I think, in some ways, we feel the same way about history. It seems so limited, almost absurd, to see one point in time as the focus for divine revelation. And the whole history, really, of our church tradition is filled with similar embarrassing moments: from the Hebrew’s genocide of the native populations as they entered the Holy Land, to the crusades and conquistadors who were motivated far more by greed than piety, to the patriarchal pomp and falseness of so much of the church….the role playing and game playing, catering to the elite of each era with all our social and political and economic compromises. History is messy, as messy as the personalities that inhabit it. But it’s part of who we are. And, in some way or another, it provided the crucial context for resurrection. It tells us that it’s not in “spiritual” escape from the messiness of life that we find God, but right in its midst, with all its embarrassing features, all our embarrassing features as the building blocks of divine creation and salvation.
Our faith connects us to that time, and brings that time into our lives as a people of that resurrection.
But that’s not the only resurrection, and faith is not the only, or even really the primary, attitude governing our Christian life.
The idea of resurrection, as it emerged in post-exilic Judaism, was always associated with the end of time. The resurrection of Jesus, for the early Church, basically marked the beginning of the end.
I think that now the most common Christian belief is that the resurrection is something that happens at the end of an individual life, rather than the end of time.
But whether it is at the end of the age or the end of our life, resurrection is seen as a future event. And the primary attitude with respect to such a future is one of hope.
Hope in the resurrection was all that sustained most people during much of Christian history when life was very hard and death and suffering much closer at hand, more palpable and inevitable than they seem to be today.
But it is really very interesting. Even as day to day life has become easier in the modern world the centrality of hope has not been left behind. In fact, it’s become stronger. Even for people who aren’t particularly religious the idea of a new life, the focus on a goal, the idea that “what you see now, what you have now, is not what you have to settle for,” has been brought down from heaven to earth to become the main motivating attitude in our society.
We plan. We invest. We save. We build. All because we believe the future will be better. And that approach to life began with the hope of the future resurrection.
I had a point in my life when I could have been hopeless. I had been suspended from ministry. My marriage had failed. But something in my faith, something I may not have, at the time, even recognized as faith kept hope alive. And the hope kept me going until I was restored to the ministry, called to a new parish, and began a new marriage. For me that’s been a miracle of resurrection. And in my continued hope it’s only a small taste of what is to come.
As Christians we can have a sense of hope and possibility throughout our life. We need never feel lost. We need never despair. We need never feel abandoned. And not even death puts an end to this resurrection hope. That’s what the letter to the Colossians is about today.
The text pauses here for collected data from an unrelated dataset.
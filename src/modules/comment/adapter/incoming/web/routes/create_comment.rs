use actix_web::{post, web, Responder};
use serde::Deserialize;
use utoipa::ToSchema;
use uuid::Uuid;

use super::map_command_error;
use crate::{
    api::schemas::{ErrorResponse, SuccessResponse},
    auth::adapter::incoming::web::extractors::auth::AuthenticatedUser,
    comment::application::ports::{
        incoming::use_cases::{CreateCommentCommand, CreateCommentError},
        outgoing::CommentResult,
    },
    shared::api::ApiResponse,
    AppState,
};

/// `username` is optional; when present it has to match the token's
/// username.
#[derive(Debug, Deserialize, ToSchema)]
pub struct CreateCommentRequest {
    #[serde(default)]
    #[schema(example = "bob")]
    pub username: Option<String>,
    #[serde(default)]
    #[schema(example = "Try Discogs")]
    pub content: String,
}

#[utoipa::path(
    post,
    path = "/api/topics/{topic_id}/comments",
    tag = "comments",
    params(("topic_id" = Uuid, Path, description = "Topic id")),
    request_body = CreateCommentRequest,
    responses(
        (status = 201, description = "Comment created", body = inline(SuccessResponse<CommentResult>)),
        (status = 400, description = "Blank content", body = ErrorResponse),
        (status = 401, description = "Missing or invalid bearer token", body = ErrorResponse),
        (status = 403, description = "Body username differs from the token", body = ErrorResponse),
        (status = 404, description = "Topic not found", body = ErrorResponse)
    ),
    security(("bearer_auth" = []))
)]
#[post("/api/topics/{topic_id}/comments")]
pub async fn create_comment_handler(
    user: AuthenticatedUser,
    data: web::Data<AppState>,
    path: web::Path<Uuid>,
    payload: web::Json<CreateCommentRequest>,
) -> impl Responder {
    let CreateCommentRequest { username, content } = payload.into_inner();

    let command = match CreateCommentCommand::new(
        path.into_inner(),
        &user.username,
        username.as_deref(),
        content,
    ) {
        Ok(cmd) => cmd,
        Err(err) => return map_command_error(err),
    };

    match data.comment.create.execute(command).await {
        Ok(comment) => ApiResponse::created(comment),
        Err(err) => map_create_comment_error(err),
    }
}

fn map_create_comment_error(err: CreateCommentError) -> actix_web::HttpResponse {
    match err {
        CreateCommentError::TopicNotFound => {
            ApiResponse::not_found("TOPIC_NOT_FOUND", "Topic not found")
        }
        CreateCommentError::Rejected(msg) => ApiResponse::bad_request("VALIDATION_ERROR", &msg),
        CreateCommentError::RepositoryError(msg) => {
            tracing::error!("Failed to create comment: {}", msg);
            ApiResponse::internal_error()
        }
    }
}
God isn’t finished with us yet – not nearly.
And yet resurrection is also very near. It isn’t only past or future – it’s now. Here and now.
Jesus said, “I am the resurrection and the life.” Jesus said, “today you will be with me in paradise.” The angels said to the women at the tomb, “Why do you seek the living among the dead?” We say “The Lord is risen….. He is risen indeed.”
Resurrection in the here and now opens to us the presence of eternity. Our normal sense of time as flowing and passing, of the past being gone and the future as not yet, is essentially an illusion brought on by the limitations of our self-centered consciousness. It would be as if I believed that since I left Iowa in 1985, Iowa ceased to exist, or that until I go home to Pacific Grove this afternoon, Pacific Grove doesn’t yet exist. For God – that is in ultimate reality, in ultimate truth – there is no time as we know it, no flow of time, no passing of time, there’s only the fullness of time. And that’s the resurrection. It’s in that resurrection, resurrection here and now in the eternal here, the eternal now that we realize our full life in communion with God.
Such a realization has tremendous effect.
So much of life is crippled by fear. We fear terrorism and death. We fear high gas prices and job loss. We fear the collapse of our health care system and the institution of marriage. (I mean we fear the collapse of the institution of marriage). War comes from fear. Much illness comes from fear. All hatred and prejudice come from fear.
But just as a sense of the resurrection in the past calls forth faith, and a sense of the resurrection in the future calls forth hope, the realization of our participation in the resurrection now calls forth love – perfect love – and “perfect love casts out fear.” In the perfect love of the resurrection in the here and now, we can transform our usual re-action to people and things and thoughts and emotions into action through which we become co-creators with God, tying together with our risen lives, the past and the future, into the wholeness of heaven.
As we heard once again this week, and as we know from the struggles of our own lives, it takes the cross to get there. But the prize is worth the price.
In speaking these words I can only point. Whenever we think we have the resurrection defined, described, pinned down or penned up with words, our faith, hope and love objectified – we kill it. So we point – and we worship — and we sing — and we make Eucharist.
In a little while we’ll come to the altar. We’ll share in bread and wine as Jesus did with his disciples in the past. And in doing so, we’ll have what’s been called “a foretaste of the heavenly banquet.” But mostly we gather in the eternal now to share in communion the presence of resurrection as we incorporate the strength of the body and the life’s blood of Christ, to go forth and proclaim the good news of love to a world that so desperately needs it.
The Lord is risen. He is risen indeed.
Thanks be to God.

I’m searching for, I’m struggling to find an alternative to the standard interpretation of the atonement that’s deep enough and important enough to justify the cross.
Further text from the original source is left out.